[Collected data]
BEGIN

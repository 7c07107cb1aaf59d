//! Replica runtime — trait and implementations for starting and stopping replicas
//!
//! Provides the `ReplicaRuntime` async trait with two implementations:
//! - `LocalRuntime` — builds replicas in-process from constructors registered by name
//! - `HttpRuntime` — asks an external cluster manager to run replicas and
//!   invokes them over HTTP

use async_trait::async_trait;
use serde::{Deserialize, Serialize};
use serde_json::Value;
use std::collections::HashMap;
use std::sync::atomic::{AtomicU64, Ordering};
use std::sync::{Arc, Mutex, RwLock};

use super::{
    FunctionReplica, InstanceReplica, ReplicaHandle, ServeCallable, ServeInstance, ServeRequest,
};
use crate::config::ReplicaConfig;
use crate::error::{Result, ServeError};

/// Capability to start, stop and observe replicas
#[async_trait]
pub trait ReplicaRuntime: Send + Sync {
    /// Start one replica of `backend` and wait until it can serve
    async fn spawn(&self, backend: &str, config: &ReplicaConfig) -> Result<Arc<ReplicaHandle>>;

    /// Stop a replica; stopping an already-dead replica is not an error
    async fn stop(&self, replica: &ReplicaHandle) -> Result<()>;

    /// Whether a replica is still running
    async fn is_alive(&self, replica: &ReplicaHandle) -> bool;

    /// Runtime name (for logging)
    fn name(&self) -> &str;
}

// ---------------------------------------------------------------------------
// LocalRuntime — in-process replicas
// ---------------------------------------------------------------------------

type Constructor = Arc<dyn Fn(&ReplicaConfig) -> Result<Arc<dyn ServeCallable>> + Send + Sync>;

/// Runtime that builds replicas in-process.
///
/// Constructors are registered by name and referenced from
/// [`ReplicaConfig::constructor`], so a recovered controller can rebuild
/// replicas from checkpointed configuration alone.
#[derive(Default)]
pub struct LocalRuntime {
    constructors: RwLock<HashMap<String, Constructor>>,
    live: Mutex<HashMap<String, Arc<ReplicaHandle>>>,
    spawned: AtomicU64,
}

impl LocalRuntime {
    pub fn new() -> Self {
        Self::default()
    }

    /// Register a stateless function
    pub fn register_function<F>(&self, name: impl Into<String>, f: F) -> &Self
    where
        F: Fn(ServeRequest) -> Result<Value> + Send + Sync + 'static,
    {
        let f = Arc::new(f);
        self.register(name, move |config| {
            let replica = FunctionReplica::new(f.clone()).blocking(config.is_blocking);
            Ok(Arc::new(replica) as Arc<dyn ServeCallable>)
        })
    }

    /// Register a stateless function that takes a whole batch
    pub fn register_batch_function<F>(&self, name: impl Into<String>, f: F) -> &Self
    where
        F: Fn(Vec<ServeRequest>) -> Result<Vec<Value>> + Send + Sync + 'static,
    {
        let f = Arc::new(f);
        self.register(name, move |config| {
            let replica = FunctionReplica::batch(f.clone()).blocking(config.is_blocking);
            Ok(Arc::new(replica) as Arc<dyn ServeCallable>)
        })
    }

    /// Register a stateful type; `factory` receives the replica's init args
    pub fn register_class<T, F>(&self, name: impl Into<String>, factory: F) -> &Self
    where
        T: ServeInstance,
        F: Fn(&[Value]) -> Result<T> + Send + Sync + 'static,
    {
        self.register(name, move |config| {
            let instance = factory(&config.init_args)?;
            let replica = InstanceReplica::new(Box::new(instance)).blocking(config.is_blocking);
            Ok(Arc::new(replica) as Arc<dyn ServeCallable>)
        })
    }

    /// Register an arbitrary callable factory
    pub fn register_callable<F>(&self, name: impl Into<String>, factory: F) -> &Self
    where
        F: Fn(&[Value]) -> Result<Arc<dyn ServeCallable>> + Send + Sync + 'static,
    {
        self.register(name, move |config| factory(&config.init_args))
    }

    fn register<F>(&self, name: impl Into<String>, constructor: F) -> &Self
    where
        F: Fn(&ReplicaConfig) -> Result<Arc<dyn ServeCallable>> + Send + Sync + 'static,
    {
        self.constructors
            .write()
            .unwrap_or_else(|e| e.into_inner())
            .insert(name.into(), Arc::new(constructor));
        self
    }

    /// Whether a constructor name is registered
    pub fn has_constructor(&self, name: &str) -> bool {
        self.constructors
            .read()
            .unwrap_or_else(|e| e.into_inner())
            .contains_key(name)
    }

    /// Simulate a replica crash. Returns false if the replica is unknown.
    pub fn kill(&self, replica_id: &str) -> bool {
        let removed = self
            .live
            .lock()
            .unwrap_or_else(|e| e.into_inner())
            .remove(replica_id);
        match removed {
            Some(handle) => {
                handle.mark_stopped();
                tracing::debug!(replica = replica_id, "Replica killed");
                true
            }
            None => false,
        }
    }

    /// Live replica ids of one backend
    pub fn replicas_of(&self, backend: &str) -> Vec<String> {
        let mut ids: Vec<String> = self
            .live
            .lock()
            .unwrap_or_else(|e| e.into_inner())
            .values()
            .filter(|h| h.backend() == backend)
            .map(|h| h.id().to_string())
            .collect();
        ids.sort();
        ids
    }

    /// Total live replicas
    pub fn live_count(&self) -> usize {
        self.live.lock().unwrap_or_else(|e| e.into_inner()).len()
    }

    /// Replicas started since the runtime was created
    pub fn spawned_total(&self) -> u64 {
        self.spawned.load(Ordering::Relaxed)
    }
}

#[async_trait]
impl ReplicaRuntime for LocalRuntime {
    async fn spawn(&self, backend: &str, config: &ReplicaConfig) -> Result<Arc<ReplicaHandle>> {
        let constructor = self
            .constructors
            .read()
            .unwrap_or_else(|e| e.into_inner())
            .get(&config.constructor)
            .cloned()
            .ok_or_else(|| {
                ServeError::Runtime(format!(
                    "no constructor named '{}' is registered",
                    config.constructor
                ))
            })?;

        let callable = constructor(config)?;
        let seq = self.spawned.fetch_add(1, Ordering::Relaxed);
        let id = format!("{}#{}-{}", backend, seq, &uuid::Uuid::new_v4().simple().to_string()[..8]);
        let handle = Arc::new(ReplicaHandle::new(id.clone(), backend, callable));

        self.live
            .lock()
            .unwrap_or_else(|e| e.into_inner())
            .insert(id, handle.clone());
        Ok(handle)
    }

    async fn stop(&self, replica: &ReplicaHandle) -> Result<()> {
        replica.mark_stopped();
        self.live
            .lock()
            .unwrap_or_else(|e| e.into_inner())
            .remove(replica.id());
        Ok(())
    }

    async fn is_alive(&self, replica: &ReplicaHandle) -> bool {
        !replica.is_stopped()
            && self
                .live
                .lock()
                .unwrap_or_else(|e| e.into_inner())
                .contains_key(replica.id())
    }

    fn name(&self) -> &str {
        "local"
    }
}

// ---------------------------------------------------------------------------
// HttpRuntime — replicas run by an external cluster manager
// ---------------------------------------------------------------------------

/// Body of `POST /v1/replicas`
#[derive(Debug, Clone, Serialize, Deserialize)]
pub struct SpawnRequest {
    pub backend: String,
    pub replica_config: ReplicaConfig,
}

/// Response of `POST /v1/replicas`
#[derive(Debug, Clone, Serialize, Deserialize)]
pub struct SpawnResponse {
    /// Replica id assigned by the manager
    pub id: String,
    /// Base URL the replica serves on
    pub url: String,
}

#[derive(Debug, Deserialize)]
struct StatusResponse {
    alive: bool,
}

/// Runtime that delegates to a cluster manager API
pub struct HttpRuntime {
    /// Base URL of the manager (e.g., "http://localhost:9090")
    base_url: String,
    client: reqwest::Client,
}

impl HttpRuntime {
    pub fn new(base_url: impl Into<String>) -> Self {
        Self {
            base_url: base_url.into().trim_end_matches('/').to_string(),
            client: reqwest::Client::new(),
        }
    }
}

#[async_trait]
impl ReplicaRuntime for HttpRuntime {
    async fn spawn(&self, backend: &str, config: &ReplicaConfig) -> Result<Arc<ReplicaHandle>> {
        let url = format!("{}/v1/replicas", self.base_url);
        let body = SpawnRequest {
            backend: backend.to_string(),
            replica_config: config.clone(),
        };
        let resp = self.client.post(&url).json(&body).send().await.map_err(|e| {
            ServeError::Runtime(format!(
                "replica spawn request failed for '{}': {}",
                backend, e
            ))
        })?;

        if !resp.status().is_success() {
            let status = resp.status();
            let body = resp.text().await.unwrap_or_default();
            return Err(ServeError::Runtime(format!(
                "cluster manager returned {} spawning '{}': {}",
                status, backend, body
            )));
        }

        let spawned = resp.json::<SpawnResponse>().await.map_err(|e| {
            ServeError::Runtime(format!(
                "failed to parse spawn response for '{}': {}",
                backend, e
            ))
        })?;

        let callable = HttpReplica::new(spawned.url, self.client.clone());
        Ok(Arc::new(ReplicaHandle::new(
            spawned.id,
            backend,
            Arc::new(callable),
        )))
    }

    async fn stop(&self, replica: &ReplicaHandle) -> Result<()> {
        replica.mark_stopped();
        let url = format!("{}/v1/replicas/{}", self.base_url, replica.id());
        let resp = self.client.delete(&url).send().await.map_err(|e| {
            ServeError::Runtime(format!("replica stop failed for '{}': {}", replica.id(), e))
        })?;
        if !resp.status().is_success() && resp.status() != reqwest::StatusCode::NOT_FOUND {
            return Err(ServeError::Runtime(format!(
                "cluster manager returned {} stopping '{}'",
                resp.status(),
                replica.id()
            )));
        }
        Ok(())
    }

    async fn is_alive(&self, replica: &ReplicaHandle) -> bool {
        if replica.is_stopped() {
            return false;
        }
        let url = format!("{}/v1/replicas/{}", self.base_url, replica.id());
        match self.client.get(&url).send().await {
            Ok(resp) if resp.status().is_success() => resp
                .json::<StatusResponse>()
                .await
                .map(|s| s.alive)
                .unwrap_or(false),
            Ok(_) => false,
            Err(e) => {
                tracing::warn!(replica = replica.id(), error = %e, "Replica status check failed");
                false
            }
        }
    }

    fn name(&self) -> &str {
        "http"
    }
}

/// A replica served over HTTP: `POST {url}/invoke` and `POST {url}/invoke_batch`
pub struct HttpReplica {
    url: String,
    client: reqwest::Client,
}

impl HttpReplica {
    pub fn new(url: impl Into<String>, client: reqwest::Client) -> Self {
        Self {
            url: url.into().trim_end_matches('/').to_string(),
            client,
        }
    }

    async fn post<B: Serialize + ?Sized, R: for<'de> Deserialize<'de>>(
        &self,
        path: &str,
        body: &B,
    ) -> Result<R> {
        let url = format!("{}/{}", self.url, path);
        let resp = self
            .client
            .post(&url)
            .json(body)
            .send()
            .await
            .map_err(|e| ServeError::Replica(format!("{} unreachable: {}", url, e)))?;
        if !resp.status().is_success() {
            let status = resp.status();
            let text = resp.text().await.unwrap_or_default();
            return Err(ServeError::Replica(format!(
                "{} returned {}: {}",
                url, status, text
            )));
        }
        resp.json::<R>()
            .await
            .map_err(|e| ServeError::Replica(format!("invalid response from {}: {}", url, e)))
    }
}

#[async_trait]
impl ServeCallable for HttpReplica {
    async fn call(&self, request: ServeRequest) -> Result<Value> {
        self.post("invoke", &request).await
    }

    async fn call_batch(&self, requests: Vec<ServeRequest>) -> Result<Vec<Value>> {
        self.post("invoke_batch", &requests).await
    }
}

END
BEGIN

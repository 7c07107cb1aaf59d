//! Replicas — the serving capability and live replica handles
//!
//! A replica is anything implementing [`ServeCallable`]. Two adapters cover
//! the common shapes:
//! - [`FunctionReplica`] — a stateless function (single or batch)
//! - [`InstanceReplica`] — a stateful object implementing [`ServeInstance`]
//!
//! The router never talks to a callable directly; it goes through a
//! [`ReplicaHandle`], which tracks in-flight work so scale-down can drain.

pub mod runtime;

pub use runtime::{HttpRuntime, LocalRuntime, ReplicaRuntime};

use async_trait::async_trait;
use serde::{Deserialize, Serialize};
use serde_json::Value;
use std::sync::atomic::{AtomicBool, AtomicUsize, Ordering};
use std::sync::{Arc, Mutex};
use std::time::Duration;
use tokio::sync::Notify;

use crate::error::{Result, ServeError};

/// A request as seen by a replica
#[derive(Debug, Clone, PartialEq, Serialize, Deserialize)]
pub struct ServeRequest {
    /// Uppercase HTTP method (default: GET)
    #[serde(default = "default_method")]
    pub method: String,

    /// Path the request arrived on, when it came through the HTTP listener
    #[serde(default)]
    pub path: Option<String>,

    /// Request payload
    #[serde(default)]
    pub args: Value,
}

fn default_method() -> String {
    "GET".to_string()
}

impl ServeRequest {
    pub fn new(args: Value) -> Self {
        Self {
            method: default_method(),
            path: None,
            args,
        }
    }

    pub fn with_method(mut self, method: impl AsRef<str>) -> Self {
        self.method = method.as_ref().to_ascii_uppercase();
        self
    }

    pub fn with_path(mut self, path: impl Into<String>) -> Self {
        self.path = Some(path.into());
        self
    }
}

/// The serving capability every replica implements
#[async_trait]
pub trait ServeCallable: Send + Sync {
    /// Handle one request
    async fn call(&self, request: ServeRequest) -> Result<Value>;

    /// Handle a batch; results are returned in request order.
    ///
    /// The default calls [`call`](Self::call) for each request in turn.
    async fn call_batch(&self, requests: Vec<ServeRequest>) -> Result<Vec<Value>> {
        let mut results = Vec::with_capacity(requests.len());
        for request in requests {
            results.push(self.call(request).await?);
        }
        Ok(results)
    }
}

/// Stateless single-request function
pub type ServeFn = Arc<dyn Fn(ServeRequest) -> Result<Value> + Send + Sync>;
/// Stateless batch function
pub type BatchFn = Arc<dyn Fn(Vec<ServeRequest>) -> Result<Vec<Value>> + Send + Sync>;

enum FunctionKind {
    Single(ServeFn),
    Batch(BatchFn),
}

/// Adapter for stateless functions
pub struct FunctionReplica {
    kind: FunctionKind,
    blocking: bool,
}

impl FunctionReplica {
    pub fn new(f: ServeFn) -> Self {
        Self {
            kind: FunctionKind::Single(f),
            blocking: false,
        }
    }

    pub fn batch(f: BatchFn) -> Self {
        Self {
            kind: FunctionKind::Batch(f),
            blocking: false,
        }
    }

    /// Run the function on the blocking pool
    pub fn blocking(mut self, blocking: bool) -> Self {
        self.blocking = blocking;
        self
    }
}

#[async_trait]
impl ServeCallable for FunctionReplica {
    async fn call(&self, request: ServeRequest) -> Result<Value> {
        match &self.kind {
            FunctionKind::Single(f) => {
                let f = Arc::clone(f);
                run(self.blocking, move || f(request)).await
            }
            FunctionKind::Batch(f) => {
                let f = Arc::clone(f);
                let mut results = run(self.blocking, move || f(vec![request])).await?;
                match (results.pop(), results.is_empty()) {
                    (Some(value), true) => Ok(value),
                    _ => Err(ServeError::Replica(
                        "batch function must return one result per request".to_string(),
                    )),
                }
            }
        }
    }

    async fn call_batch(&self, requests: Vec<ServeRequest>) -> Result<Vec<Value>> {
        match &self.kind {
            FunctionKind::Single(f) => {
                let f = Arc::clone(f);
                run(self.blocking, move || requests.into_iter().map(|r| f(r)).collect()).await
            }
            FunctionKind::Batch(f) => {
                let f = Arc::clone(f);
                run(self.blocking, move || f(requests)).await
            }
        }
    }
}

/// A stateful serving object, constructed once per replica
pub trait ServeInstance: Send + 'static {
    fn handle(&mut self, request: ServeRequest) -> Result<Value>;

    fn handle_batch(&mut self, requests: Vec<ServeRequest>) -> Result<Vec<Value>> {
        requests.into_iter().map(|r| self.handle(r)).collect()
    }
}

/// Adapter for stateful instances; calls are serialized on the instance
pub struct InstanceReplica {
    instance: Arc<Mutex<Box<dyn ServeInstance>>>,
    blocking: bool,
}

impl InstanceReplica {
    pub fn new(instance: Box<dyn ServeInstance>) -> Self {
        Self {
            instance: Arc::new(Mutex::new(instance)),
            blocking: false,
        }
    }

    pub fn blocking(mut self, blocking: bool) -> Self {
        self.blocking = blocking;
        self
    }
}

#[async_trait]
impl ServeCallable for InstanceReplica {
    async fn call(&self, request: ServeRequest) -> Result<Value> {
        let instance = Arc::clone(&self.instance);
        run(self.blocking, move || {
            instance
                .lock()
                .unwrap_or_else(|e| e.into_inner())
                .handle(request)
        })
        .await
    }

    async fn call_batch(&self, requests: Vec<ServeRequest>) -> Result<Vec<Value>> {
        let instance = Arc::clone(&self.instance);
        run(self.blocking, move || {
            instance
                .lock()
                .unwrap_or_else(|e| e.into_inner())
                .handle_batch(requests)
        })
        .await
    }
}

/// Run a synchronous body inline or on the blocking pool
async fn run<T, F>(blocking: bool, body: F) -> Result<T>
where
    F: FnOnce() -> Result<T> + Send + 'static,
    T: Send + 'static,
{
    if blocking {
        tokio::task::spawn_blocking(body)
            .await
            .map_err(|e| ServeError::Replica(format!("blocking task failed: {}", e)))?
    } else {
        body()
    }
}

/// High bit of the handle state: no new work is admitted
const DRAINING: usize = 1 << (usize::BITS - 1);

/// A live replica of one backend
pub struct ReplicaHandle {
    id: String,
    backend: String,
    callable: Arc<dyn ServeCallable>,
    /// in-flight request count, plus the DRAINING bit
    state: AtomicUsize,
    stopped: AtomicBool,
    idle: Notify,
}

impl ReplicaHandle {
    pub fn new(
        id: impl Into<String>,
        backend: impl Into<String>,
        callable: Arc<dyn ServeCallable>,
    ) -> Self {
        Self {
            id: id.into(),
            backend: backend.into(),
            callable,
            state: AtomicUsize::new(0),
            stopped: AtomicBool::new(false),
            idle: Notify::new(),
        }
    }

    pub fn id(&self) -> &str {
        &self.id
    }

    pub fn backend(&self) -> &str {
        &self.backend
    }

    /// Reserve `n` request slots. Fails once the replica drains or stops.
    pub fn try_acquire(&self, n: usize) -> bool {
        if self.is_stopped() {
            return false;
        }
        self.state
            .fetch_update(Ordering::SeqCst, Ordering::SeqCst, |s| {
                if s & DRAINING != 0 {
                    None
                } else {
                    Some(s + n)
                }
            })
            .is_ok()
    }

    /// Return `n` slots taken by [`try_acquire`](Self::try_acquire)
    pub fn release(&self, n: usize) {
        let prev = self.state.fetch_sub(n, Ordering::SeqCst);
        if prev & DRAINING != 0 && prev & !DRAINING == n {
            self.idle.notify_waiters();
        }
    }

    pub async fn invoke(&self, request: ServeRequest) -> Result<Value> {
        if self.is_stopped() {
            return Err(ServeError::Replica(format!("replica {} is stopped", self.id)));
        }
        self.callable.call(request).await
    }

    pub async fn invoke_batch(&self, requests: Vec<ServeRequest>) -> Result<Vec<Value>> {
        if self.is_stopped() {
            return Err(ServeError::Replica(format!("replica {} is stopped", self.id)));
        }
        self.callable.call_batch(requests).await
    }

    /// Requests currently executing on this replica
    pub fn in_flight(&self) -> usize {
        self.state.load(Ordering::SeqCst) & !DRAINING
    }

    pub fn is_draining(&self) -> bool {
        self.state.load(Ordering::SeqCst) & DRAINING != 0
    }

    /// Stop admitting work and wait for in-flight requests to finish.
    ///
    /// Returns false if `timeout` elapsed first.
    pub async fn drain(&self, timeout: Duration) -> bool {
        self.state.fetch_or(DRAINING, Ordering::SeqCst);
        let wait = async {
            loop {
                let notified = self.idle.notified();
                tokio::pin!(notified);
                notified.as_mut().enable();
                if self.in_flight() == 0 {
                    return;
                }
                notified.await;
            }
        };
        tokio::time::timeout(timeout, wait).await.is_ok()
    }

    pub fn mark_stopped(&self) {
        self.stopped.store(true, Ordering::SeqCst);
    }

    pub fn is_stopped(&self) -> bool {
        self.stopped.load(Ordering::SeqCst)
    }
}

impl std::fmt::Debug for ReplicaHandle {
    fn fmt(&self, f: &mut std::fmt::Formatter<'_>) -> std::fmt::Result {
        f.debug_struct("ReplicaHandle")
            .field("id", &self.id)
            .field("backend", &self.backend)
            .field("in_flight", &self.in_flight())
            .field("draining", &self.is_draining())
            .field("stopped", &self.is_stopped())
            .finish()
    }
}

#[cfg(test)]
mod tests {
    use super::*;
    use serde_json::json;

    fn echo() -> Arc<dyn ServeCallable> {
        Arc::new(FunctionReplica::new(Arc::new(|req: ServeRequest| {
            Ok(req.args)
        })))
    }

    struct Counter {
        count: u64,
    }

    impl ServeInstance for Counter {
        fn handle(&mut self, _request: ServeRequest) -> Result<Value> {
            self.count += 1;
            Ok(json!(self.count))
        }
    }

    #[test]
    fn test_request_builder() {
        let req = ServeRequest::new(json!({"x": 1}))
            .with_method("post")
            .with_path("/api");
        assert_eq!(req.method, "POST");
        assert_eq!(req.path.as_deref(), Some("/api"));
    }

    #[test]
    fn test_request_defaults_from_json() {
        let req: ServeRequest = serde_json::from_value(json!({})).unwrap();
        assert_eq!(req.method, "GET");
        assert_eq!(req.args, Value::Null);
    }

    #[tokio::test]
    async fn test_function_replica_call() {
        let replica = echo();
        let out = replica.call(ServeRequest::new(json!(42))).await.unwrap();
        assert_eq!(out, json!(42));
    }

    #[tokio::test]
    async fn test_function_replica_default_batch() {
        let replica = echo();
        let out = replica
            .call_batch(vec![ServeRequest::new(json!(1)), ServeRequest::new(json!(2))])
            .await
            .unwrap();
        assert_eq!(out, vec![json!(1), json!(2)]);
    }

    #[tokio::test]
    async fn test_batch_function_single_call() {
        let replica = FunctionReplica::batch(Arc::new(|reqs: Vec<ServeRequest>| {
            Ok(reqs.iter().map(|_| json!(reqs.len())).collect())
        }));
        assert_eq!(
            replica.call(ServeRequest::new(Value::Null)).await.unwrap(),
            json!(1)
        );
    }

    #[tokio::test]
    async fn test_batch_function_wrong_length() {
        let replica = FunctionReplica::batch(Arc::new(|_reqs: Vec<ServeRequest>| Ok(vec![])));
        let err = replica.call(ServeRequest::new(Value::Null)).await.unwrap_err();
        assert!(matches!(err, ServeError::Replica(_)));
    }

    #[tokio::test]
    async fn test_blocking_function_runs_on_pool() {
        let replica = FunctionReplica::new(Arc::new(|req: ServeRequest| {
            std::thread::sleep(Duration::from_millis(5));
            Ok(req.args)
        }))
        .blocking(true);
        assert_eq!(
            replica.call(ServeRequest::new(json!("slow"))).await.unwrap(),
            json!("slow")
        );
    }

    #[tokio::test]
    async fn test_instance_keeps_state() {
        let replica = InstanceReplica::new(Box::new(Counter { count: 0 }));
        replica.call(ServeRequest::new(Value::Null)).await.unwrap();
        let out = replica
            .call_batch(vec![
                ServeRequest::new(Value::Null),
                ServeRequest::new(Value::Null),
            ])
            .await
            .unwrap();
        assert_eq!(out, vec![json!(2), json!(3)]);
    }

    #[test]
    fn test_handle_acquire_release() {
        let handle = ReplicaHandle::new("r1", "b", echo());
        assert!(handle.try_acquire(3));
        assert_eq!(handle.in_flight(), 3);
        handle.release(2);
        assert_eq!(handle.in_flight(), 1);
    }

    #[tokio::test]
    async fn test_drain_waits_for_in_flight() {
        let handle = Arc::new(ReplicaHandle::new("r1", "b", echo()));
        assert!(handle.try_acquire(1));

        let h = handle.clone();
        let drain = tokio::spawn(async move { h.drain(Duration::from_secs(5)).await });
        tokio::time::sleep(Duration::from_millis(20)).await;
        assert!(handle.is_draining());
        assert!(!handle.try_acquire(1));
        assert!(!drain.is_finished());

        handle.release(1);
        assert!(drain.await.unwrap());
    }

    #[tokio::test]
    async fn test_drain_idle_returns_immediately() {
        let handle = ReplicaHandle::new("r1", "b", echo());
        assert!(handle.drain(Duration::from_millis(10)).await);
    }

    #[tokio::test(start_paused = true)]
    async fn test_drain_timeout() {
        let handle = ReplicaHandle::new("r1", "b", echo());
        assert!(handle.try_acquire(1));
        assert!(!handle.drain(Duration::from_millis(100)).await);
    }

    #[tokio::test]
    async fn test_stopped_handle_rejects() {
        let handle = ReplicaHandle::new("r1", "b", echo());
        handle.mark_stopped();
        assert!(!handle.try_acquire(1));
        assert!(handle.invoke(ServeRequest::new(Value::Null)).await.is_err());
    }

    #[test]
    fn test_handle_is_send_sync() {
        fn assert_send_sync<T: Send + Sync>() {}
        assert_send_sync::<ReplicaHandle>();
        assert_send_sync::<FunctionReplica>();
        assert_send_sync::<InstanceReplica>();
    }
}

END

▶ _Try it_
Given the records above, reproduce precisely and only the lines between the line holding "fn handle(&mut self, request: ServeRequest)" and the line holding "on the instance", inclusive.

▶ _Result of this exercise_
    fn handle(&mut self, request: ServeRequest) -> Result<Value>;

    fn handle_batch(&mut self, requests: Vec<ServeRequest>) -> Result<Vec<Value>> {
        requests.into_iter().map(|r| self.handle(r)).collect()
    }
}

/// Adapter for stateful instances; calls are serialized on the instance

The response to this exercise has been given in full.